Quando vide che gli altri uscivano, uscì anche lui. Gli si avvicinò un suo coetaneo, con cui si erano sfidati tante volte alla festa annuale
della lotta a Suzana. Lo salutò e lo invitò a casa. Conversarono a lungo; avevano tempo, gli disse l'altro: era capitato proprio di domenica,
quando avevano la loro "grande preghiera". Antonio si confidò con l'amico ed espose anche le sue apprensioni circa le eventuali reazioni del
suo villaggio quando avesse preso il cammino dei cristiani e l'amico lo rassicurò: sì, c'era stato da soffrire e c'era ancora da soffrire da parte
degli anziani. E non solo loro, ma anche il padre, ultimamente, aveva avuto tanti fastidi dagli altri bianchi, dai militari; eppure, in questi
frangenti, avveniva una cosa strana: si sentivano tutti più uniti, più eguali e...più contenti.
Mentre ritornava al villaggio, Antonio rifletteva e affrettava il passo, impaziente di riferire al padre quanto gli era accaduto. Gli raccontò
ogni cosa e aggiunse che, per lui, la decisione era presa: col tempo avrebbe parlato anche con il bianco, il padre, ma già fin d'ora chiedeva a
Dio di continuare a guidarlo sul sentiero che gli aveva indicato; e poi c'era anche quel suo amico che lo avrebbe aiutato a capire, e anche gli
altri. Non aveva paura nemmeno dell'eventualità di aver da soffrire da parte della gente del villaggio. Solo temeva per lui, il vecchio padre e
per la madre.
- Non temere per me, figlio mio -gli disse il padre- né per la tua vecchia madre: se questa é la strada che Emitai ti ha tracciato, seguila:
siamo tutti nelle sue mani.
Nel giro di pochi mesi i rapporti erano allacciati. Ci vedevamo regolarmente con Antonio e con gli altri che erano venuti poco a poco dopo
di lui. Anche la moglie di Antonio seguì il marito. Poi fu la volta di altri uomini, tra cui il fratello di Antonio: arrivarono perfino a costruire, fuori dal
villaggio, una casetta di fango perché io potessi fermarmi più giorni con loro.
Gli anziani del villaggio erano preoccupati. I colleghi degli altri villaggi li rimproveravano perché non facevano nulla per evitare che quella
gente si perdesse e abbandonasse le tradizioni ereditate dagli avi. Ma come fare, se c'erano di mezzo anche i figli di Kutujenuiò? Senza
discutere l'argomento in sua presenza, cominciarono le rappresaglie. Non c'era festa in cui non si cantassero stornelli per canzonare "quelli
della missione", e questo avveniva non solo tra di loro, nel villaggio di Ejin, ma anche fuori, quando andavano alle feste negli altri villaggi. Per
non dire di quando qualcuno passava presso le loro case e intonava qualcuno di quei motivetti pungenti. Perfino i bambini li avevano imparati
e li ripetevano, senza malizia, va bene, ma intanto pungevano lo stesso. Era duro non controbattere, e le donne, più sensibili a quegli insulti e
più ricche di fantasia, già stavano preparando canti per rispondere per le rime. L'avrebbero fatto, se gli uomini, su suggerimento dei fratelli
delle altre comunità e mio, non le avessero persuase a sopportare per un po', tanto, sarebbero usciti dal villaggio con le loro case.

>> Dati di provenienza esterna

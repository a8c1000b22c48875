//! Shared fixtures for searchcache-core integration tests.

#![allow(dead_code)]

use std::sync::Arc;

use chrono::{DateTime, TimeZone, Utc};

use searchcache_core::report::{InMemoryReportLoader, TestResult, TestResultsReport};
use searchcache_core::{RunId, ShardedIndex, TestRun, TestStatus};

/// `2024-01-01T00:00:00Z` plus `minutes`.
pub fn at(minutes: i64) -> DateTime<Utc> {
    Utc.with_ymd_and_hms(2024, 1, 1, 0, 0, 0).unwrap() + chrono::Duration::minutes(minutes)
}

pub fn run(id: i64, browser: &str, minutes: i64) -> TestRun {
    TestRun::new(id, browser).with_start(at(minutes))
}

/// Report with top-level results only.
pub fn flat_report(results: &[(&str, TestStatus)]) -> TestResultsReport {
    TestResultsReport::new(
        results
            .iter()
            .map(|(test, status)| TestResult::new(*test, *status))
            .collect(),
    )
}

/// A test with a harness status and subtests.
pub fn with_subtests(test: &str, status: TestStatus, subtests: &[(&str, TestStatus)]) -> TestResult {
    subtests
        .iter()
        .fold(TestResult::new(test, status), |result, (name, status)| {
            result.with_subtest(*name, *status)
        })
}

pub fn loader(reports: Vec<(i64, TestResultsReport)>) -> Arc<InMemoryReportLoader> {
    let loader = InMemoryReportLoader::new();
    for (id, report) in reports {
        loader.insert(RunId(id), report);
    }
    Arc::new(loader)
}

/// Builds an index over `shards` shards and ingests every run.
pub async fn index_with(shards: usize, runs: &[(TestRun, TestResultsReport)]) -> Arc<ShardedIndex> {
    let loader = loader(
        runs.iter()
            .map(|(run, report)| (run.id.0, report.clone()))
            .collect(),
    );
    let index = Arc::new(ShardedIndex::new(loader, shards).unwrap());
    for (run, _) in runs {
        index.ingest_run(run.clone()).await.unwrap();
    }
    index
}

pub fn test_names(rows: &[searchcache_core::SearchResult]) -> Vec<&str> {
    rows.iter().map(|row| row.test.as_str()).collect()
}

Appena terminò la stagione delle piogge, Antonio, spalleggiato dal vecchio padre, cominciò a costruire la sua casa vicino a quella che
avevano fatto per me, imitato in questo anche dagli altri che lo avevano seguito in quel cammino. Prima che la stagione delle piogge
ritornasse, vi si trasferirono con le loro famiglie, come avevano fatto quelli di Suzana.
Ormai era chiaro, l'unica maniera per non fare guerra era di "tirarsi in là" e, come era uscito Antonio con altre quattro famiglie, in seguito
anche altri ne avrebbero seguito l'esempio. Che fare? La rappresaglia si abbatté con tutta la sua pesantezza su chi era sospettato di
appoggiare la manovra: Kutujenuiò fu degradato, spogliato di ogni autorità e espulso dal villaggio. Era come morire per lui. Gli era venuto
meno il suo mondo, il mondo nel quale era vissuto per più di ottant'anni. Per la sua gente egli non esisteva più...Ogni volta che gli anziani del
villaggio si riunivano per decidere qualcosa, Kutujenuiò non era nemmeno avvisato. Lo veniva a sapere dopo e ne soffriva.

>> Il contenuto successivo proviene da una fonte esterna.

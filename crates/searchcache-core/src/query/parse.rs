//! JSON query fragments.
//!
//! A fragment carries no explicit discriminant. Each known shape is tried in
//! a fixed order and the first one that accepts the fragment wins, so
//! `{"pattern": "a", "status": "PASS"}` is a name pattern, not a status atom.
//! Every table entry names the property its shape requires; the property
//! check is a fast reject that never changes which entry wins.

use std::str::FromStr;

use serde::{Deserialize, Deserializer};
use serde_json::{Map, Value};

use crate::error::QueryError;
use crate::run::{ProductSpec, RunId};
use crate::status::TestStatus;

use super::AbstractQuery;

type Object = Map<String, Value>;
type FragmentParser = fn(&Object) -> Result<AbstractQuery, QueryError>;

/// Shapes in precedence order.
const FRAGMENTS: &[(&str, FragmentParser)] = &[
    ("pattern", parse_pattern),
    ("subtest", parse_subtest),
    ("path", parse_path),
    ("status", parse_status_eq),
    ("status", parse_status_neq),
    ("not", parse_not),
    ("or", parse_or),
    ("and", parse_and),
    ("exists", parse_exists),
    ("all", parse_all),
    ("none", parse_none),
    ("sequential", parse_sequential),
    ("count", parse_count),
    ("lessThan", parse_less_than),
    ("moreThan", parse_more_than),
    ("link", parse_link),
    ("is", parse_quality),
    ("triaged", parse_triaged),
    ("label", parse_label),
    ("feature", parse_feature),
];

/// Parses one query fragment.
///
/// Any fragment no shape accepts, including one whose nested fragment is
/// unparseable, yields [`QueryError::UnknownFragment`].
pub fn parse_query(fragment: &Value) -> Result<AbstractQuery, QueryError> {
    let Value::Object(object) = fragment else {
        return Err(QueryError::UnknownFragment);
    };
    for (key, parser) in FRAGMENTS {
        if !object.contains_key(*key) {
            continue;
        }
        match parser(object) {
            Ok(query) => return Ok(query),
            Err(err) => tracing::trace!(key, error = %err, "Query fragment shape rejected"),
        }
    }
    Err(QueryError::UnknownFragment)
}

fn string_field(object: &Object, key: &str) -> Result<String, QueryError> {
    match object.get(key) {
        Some(Value::String(s)) => Ok(s.clone()),
        _ => Err(QueryError::UnknownFragment),
    }
}

fn parse_pattern(object: &Object) -> Result<AbstractQuery, QueryError> {
    string_field(object, "pattern").map(|pattern| AbstractQuery::TestNamePattern { pattern })
}

fn parse_subtest(object: &Object) -> Result<AbstractQuery, QueryError> {
    string_field(object, "subtest").map(|subtest| AbstractQuery::SubtestNamePattern { subtest })
}

fn parse_path(object: &Object) -> Result<AbstractQuery, QueryError> {
    string_field(object, "path").map(|path| AbstractQuery::TestPath { path })
}

/// `product` (or the legacy `browser_name`) selecting the runs of a status
/// atom. Absent or empty means every run.
fn parse_product(object: &Object) -> Result<Option<ProductSpec>, QueryError> {
    let field = |key: &str| match object.get(key) {
        None | Some(Value::Null) => Ok(String::new()),
        Some(Value::String(s)) => Ok(s.clone()),
        Some(_) => Err(QueryError::UnknownFragment),
    };
    let mut product = field("product")?;
    if product.is_empty() {
        product = field("browser_name")?;
    }
    if product.is_empty() {
        return Ok(None);
    }
    ProductSpec::from_str(&product).map(Some)
}

fn parse_status(raw: &str) -> Result<TestStatus, QueryError> {
    if raw.is_empty() {
        return Err(QueryError::InvalidStatus(String::new()));
    }
    raw.parse()
}

fn parse_status_eq(object: &Object) -> Result<AbstractQuery, QueryError> {
    let status = parse_status(&string_field(object, "status")?)?;
    Ok(AbstractQuery::TestStatusEq {
        product: parse_product(object)?,
        status,
    })
}

fn parse_status_neq(object: &Object) -> Result<AbstractQuery, QueryError> {
    let Some(Value::Object(status)) = object.get("status") else {
        return Err(QueryError::UnknownFragment);
    };
    let status = parse_status(&string_field(status, "not")?)?;
    Ok(AbstractQuery::TestStatusNeq {
        product: parse_product(object)?,
        status,
    })
}

fn parse_not(object: &Object) -> Result<AbstractQuery, QueryError> {
    let inner = object.get("not").ok_or(QueryError::UnknownFragment)?;
    parse_query(inner).map(AbstractQuery::negate)
}

/// Non-empty array of nested fragments under `key`.
fn parse_list(object: &Object, key: &str) -> Result<Vec<AbstractQuery>, QueryError> {
    match object.get(key) {
        Some(Value::Array(items)) if !items.is_empty() => items.iter().map(parse_query).collect(),
        _ => Err(QueryError::UnknownFragment),
    }
}

fn parse_or(object: &Object) -> Result<AbstractQuery, QueryError> {
    parse_list(object, "or").map(AbstractQuery::Or)
}

fn parse_and(object: &Object) -> Result<AbstractQuery, QueryError> {
    parse_list(object, "and").map(AbstractQuery::And)
}

fn parse_exists(object: &Object) -> Result<AbstractQuery, QueryError> {
    parse_list(object, "exists").map(AbstractQuery::Exists)
}

fn parse_all(object: &Object) -> Result<AbstractQuery, QueryError> {
    parse_list(object, "all").map(AbstractQuery::All)
}

fn parse_none(object: &Object) -> Result<AbstractQuery, QueryError> {
    parse_list(object, "none").map(AbstractQuery::None)
}

fn parse_sequential(object: &Object) -> Result<AbstractQuery, QueryError> {
    parse_list(object, "sequential").map(AbstractQuery::Sequential)
}

fn parse_threshold(
    object: &Object,
    key: &str,
) -> Result<(usize, Box<AbstractQuery>), QueryError> {
    let count = object
        .get(key)
        .and_then(Value::as_u64)
        .and_then(|n| usize::try_from(n).ok())
        .ok_or(QueryError::UnknownFragment)?;
    let predicate = object.get("where").ok_or(QueryError::UnknownFragment)?;
    Ok((count, Box::new(parse_query(predicate)?)))
}

fn parse_count(object: &Object) -> Result<AbstractQuery, QueryError> {
    let (count, predicate) = parse_threshold(object, "count")?;
    Ok(AbstractQuery::Count { count, predicate })
}

fn parse_less_than(object: &Object) -> Result<AbstractQuery, QueryError> {
    let (count, predicate) = parse_threshold(object, "lessThan")?;
    Ok(AbstractQuery::LessThan { count, predicate })
}

fn parse_more_than(object: &Object) -> Result<AbstractQuery, QueryError> {
    let (count, predicate) = parse_threshold(object, "moreThan")?;
    Ok(AbstractQuery::MoreThan { count, predicate })
}

fn parse_link(object: &Object) -> Result<AbstractQuery, QueryError> {
    string_field(object, "link").map(|pattern| AbstractQuery::Link { pattern })
}

fn parse_quality(object: &Object) -> Result<AbstractQuery, QueryError> {
    string_field(object, "is")?
        .parse()
        .map(AbstractQuery::MetadataQuality)
}

fn parse_triaged(object: &Object) -> Result<AbstractQuery, QueryError> {
    let product = string_field(object, "triaged")?;
    let product = if product.is_empty() {
        None
    } else {
        Some(product.parse()?)
    };
    Ok(AbstractQuery::Triaged { product })
}

fn parse_label(object: &Object) -> Result<AbstractQuery, QueryError> {
    string_field(object, "label").map(|label| AbstractQuery::TestLabel { label })
}

fn parse_feature(object: &Object) -> Result<AbstractQuery, QueryError> {
    string_field(object, "feature").map(|feature| AbstractQuery::TestWebFeature { feature })
}

impl<'de> Deserialize<'de> for AbstractQuery {
    fn deserialize<D: Deserializer<'de>>(deserializer: D) -> Result<Self, D::Error> {
        let value = Value::deserialize(deserializer)?;
        parse_query(&value).map_err(serde::de::Error::custom)
    }
}

/// A query request: the runs to search plus the query over them.
#[derive(Debug, Clone, PartialEq)]
pub struct RunQuery {
    pub run_ids: Vec<RunId>,
    pub query: AbstractQuery,
}

#[derive(Deserialize)]
struct RawRunQuery {
    #[serde(default)]
    run_ids: Vec<RunId>,
    #[serde(default)]
    query: Option<Value>,
}

impl TryFrom<RawRunQuery> for RunQuery {
    type Error = QueryError;

    fn try_from(raw: RawRunQuery) -> Result<Self, Self::Error> {
        if raw.run_ids.is_empty() {
            return Err(QueryError::MissingRunIds);
        }
        let query = match raw.query {
            Some(fragment) => parse_query(&fragment)?,
            None => AbstractQuery::True,
        };
        Ok(Self {
            run_ids: raw.run_ids,
            query,
        })
    }
}

impl<'de> Deserialize<'de> for RunQuery {
    fn deserialize<D: Deserializer<'de>>(deserializer: D) -> Result<Self, D::Error> {
        let raw = RawRunQuery::deserialize(deserializer)?;
        Self::try_from(raw).map_err(serde::de::Error::custom)
    }
}

impl RunQuery {
    /// Parses a request body.
    pub fn from_json(body: &str) -> crate::Result<Self> {
        let raw: RawRunQuery = serde_json::from_str(body)?;
        Ok(Self::try_from(raw)?)
    }

    /// Rejects requests naming more than `max` runs.
    pub fn check_run_limit(&self, max: usize) -> Result<(), QueryError> {
        if self.run_ids.len() > max {
            return Err(QueryError::TooManyRuns {
                requested: self.run_ids.len(),
                max,
            });
        }
        Ok(())
    }
}

#[cfg(test)]
mod tests {
    use serde_json::json;

    use super::*;
    use crate::query::MetadataQuality;

    fn parse(value: Value) -> AbstractQuery {
        parse_query(&value).unwrap()
    }

    fn chrome() -> Option<ProductSpec> {
        Some("chrome".parse().unwrap())
    }

    #[test]
    fn leaf_atoms() {
        assert_eq!(parse(json!({"pattern": "/dom/"})), AbstractQuery::pattern("/dom/"));
        assert_eq!(
            parse(json!({"subtest": "first"})),
            AbstractQuery::SubtestNamePattern {
                subtest: "first".into()
            }
        );
        assert_eq!(
            parse(json!({"path": "/css/"})),
            AbstractQuery::TestPath {
                path: "/css/".into()
            }
        );
        assert_eq!(
            parse(json!({"link": "crbug"})),
            AbstractQuery::Link {
                pattern: "crbug".into()
            }
        );
        assert_eq!(
            parse(json!({"label": "interop"})),
            AbstractQuery::TestLabel {
                label: "interop".into()
            }
        );
        assert_eq!(
            parse(json!({"feature": "gridLanes"})),
            AbstractQuery::TestWebFeature {
                feature: "gridLanes".into()
            }
        );
        assert_eq!(
            parse(json!({"is": "tentative"})),
            AbstractQuery::MetadataQuality(MetadataQuality::Tentative)
        );
    }

    #[test]
    fn status_atoms() {
        assert_eq!(
            parse(json!({"product": "chrome", "status": "pass"})),
            AbstractQuery::status_eq(chrome(), TestStatus::Pass)
        );
        assert_eq!(
            parse(json!({"browser_name": "chrome", "status": "FAIL"})),
            AbstractQuery::status_eq(chrome(), TestStatus::Fail)
        );
        assert_eq!(
            parse(json!({"status": {"not": "ok"}})),
            AbstractQuery::status_neq(None, TestStatus::Ok)
        );
        assert_eq!(
            parse_query(&json!({"status": "GREEN"})),
            Err(QueryError::UnknownFragment)
        );
        assert_eq!(
            parse_query(&json!({"product": "chrome@zz", "status": "PASS"})),
            Err(QueryError::UnknownFragment)
        );
    }

    #[test]
    fn earlier_shapes_win() {
        assert_eq!(
            parse(json!({"pattern": "a", "status": "PASS"})),
            AbstractQuery::pattern("a")
        );
        assert_eq!(
            parse(json!({"is": "different", "triaged": "chrome"})),
            AbstractQuery::MetadataQuality(MetadataQuality::Different)
        );
        // A rejected shape falls through to later ones.
        assert_eq!(
            parse(json!({"is": "shiny", "label": "x"})),
            AbstractQuery::TestLabel { label: "x".into() }
        );
    }

    #[test]
    fn combinators_nest() {
        let q = parse(json!({
            "and": [
                {"pattern": "/dom/"},
                {"or": [{"status": "FAIL"}, {"not": {"status": "PASS"}}]},
                {"exists": [{"product": "chrome", "status": "PASS"}]}
            ]
        }));
        assert_eq!(
            q,
            AbstractQuery::And(vec![
                AbstractQuery::pattern("/dom/"),
                AbstractQuery::Or(vec![
                    AbstractQuery::status_eq(None, TestStatus::Fail),
                    AbstractQuery::status_eq(None, TestStatus::Pass).negate(),
                ]),
                AbstractQuery::Exists(vec![AbstractQuery::status_eq(chrome(), TestStatus::Pass)]),
            ])
        );
    }

    #[test]
    fn thresholds() {
        assert_eq!(
            parse(json!({"count": 2, "where": {"status": "PASS"}})),
            AbstractQuery::Count {
                count: 2,
                predicate: Box::new(AbstractQuery::status_eq(None, TestStatus::Pass)),
            }
        );
        assert!(matches!(
            parse(json!({"moreThan": 1, "where": {"pattern": "x"}})),
            AbstractQuery::MoreThan { count: 1, .. }
        ));
        assert!(matches!(
            parse(json!({"lessThan": 3, "where": {"pattern": "x"}})),
            AbstractQuery::LessThan { count: 3, .. }
        ));
        assert_eq!(
            parse_query(&json!({"count": -1, "where": {"pattern": "x"}})),
            Err(QueryError::UnknownFragment)
        );
        assert_eq!(
            parse_query(&json!({"count": 1})),
            Err(QueryError::UnknownFragment)
        );
    }

    #[test]
    fn triaged_product_is_optional() {
        assert_eq!(
            parse(json!({"triaged": ""})),
            AbstractQuery::Triaged { product: None }
        );
        assert_eq!(
            parse(json!({"triaged": "chrome"})),
            AbstractQuery::Triaged { product: chrome() }
        );
    }

    #[test]
    fn rejects_unknown_shapes() {
        for bad in [
            json!({}),
            json!([]),
            json!("pattern"),
            json!({"or": []}),
            json!({"and": [{"bogus": 1}]}),
            json!({"not": {"bogus": 1}}),
            json!({"pattern": 7}),
        ] {
            assert_eq!(parse_query(&bad), Err(QueryError::UnknownFragment), "{bad}");
        }
    }

    #[test]
    fn run_query_requires_run_ids() {
        let rq = RunQuery::from_json(r#"{"run_ids": [1, 2], "query": {"pattern": "x"}}"#).unwrap();
        assert_eq!(rq.run_ids, vec![RunId(1), RunId(2)]);
        assert_eq!(rq.query, AbstractQuery::pattern("x"));

        let all = RunQuery::from_json(r#"{"run_ids": [5]}"#).unwrap();
        assert_eq!(all.query, AbstractQuery::True);

        let err = RunQuery::from_json(r#"{"run_ids": [], "query": {"pattern": "x"}}"#).unwrap_err();
        assert_eq!(err.code(), "query.missing_run_ids");

        let err = RunQuery::from_json(r#"{"run_ids": [1], "query": {"nope": 1}}"#).unwrap_err();
        assert_eq!(err.code(), "query.unknown_fragment");
    }

    #[test]
    fn run_limit_counts_requested_ids() {
        let rq = RunQuery::from_json(r#"{"run_ids": [1, 2, 3]}"#).unwrap();
        assert!(rq.check_run_limit(3).is_ok());
        assert_eq!(
            rq.check_run_limit(2),
            Err(QueryError::TooManyRuns {
                requested: 3,
                max: 2
            })
        );
    }

    #[test]
    fn deserializes_through_serde() {
        let q: AbstractQuery = serde_json::from_str(r#"{"none": [{"status": "CRASH"}]}"#).unwrap();
        assert_eq!(
            q,
            AbstractQuery::None(vec![AbstractQuery::status_eq(None, TestStatus::Crash)])
        );
        assert!(serde_json::from_str::<AbstractQuery>(r#"{"x": 1}"#).is_err());
    }
}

Antonio lo portò a casa sua, con la madre. Riservò loro una parte della casa: una stanza, con un pezzo di veranda. I bambini facevano
festa ai nonni e i membri della comunità nascente li trattavano con grande rispetto e comprensione. Anche dalle altre comunità si era vicini al
dramma di queste persone, proscritte solo perché non si erano opposte alle scelte dei loro figli. Da parte mia non mancavo di stargli vicino ed
ogni volta che arrivavo o partivo mi fermavo un po' con lui. Soffriva per l'isolamento cui il villaggio l'aveva condannato ed era taciturno. Se già
prima non era di molte parole, ora, quando rispondeva, lo faceva a monosillabi.
Il primo gruppo di famiglie di Ejin stava percorrendo il catecumenato a grandi passi. Dalle prime catechesi erano passati più di cinque
anni ed era maturato un primo nucleo della nuova comunità. Kutujenuiò vedeva tutto questo, ma come una cosa lontana, come da assente.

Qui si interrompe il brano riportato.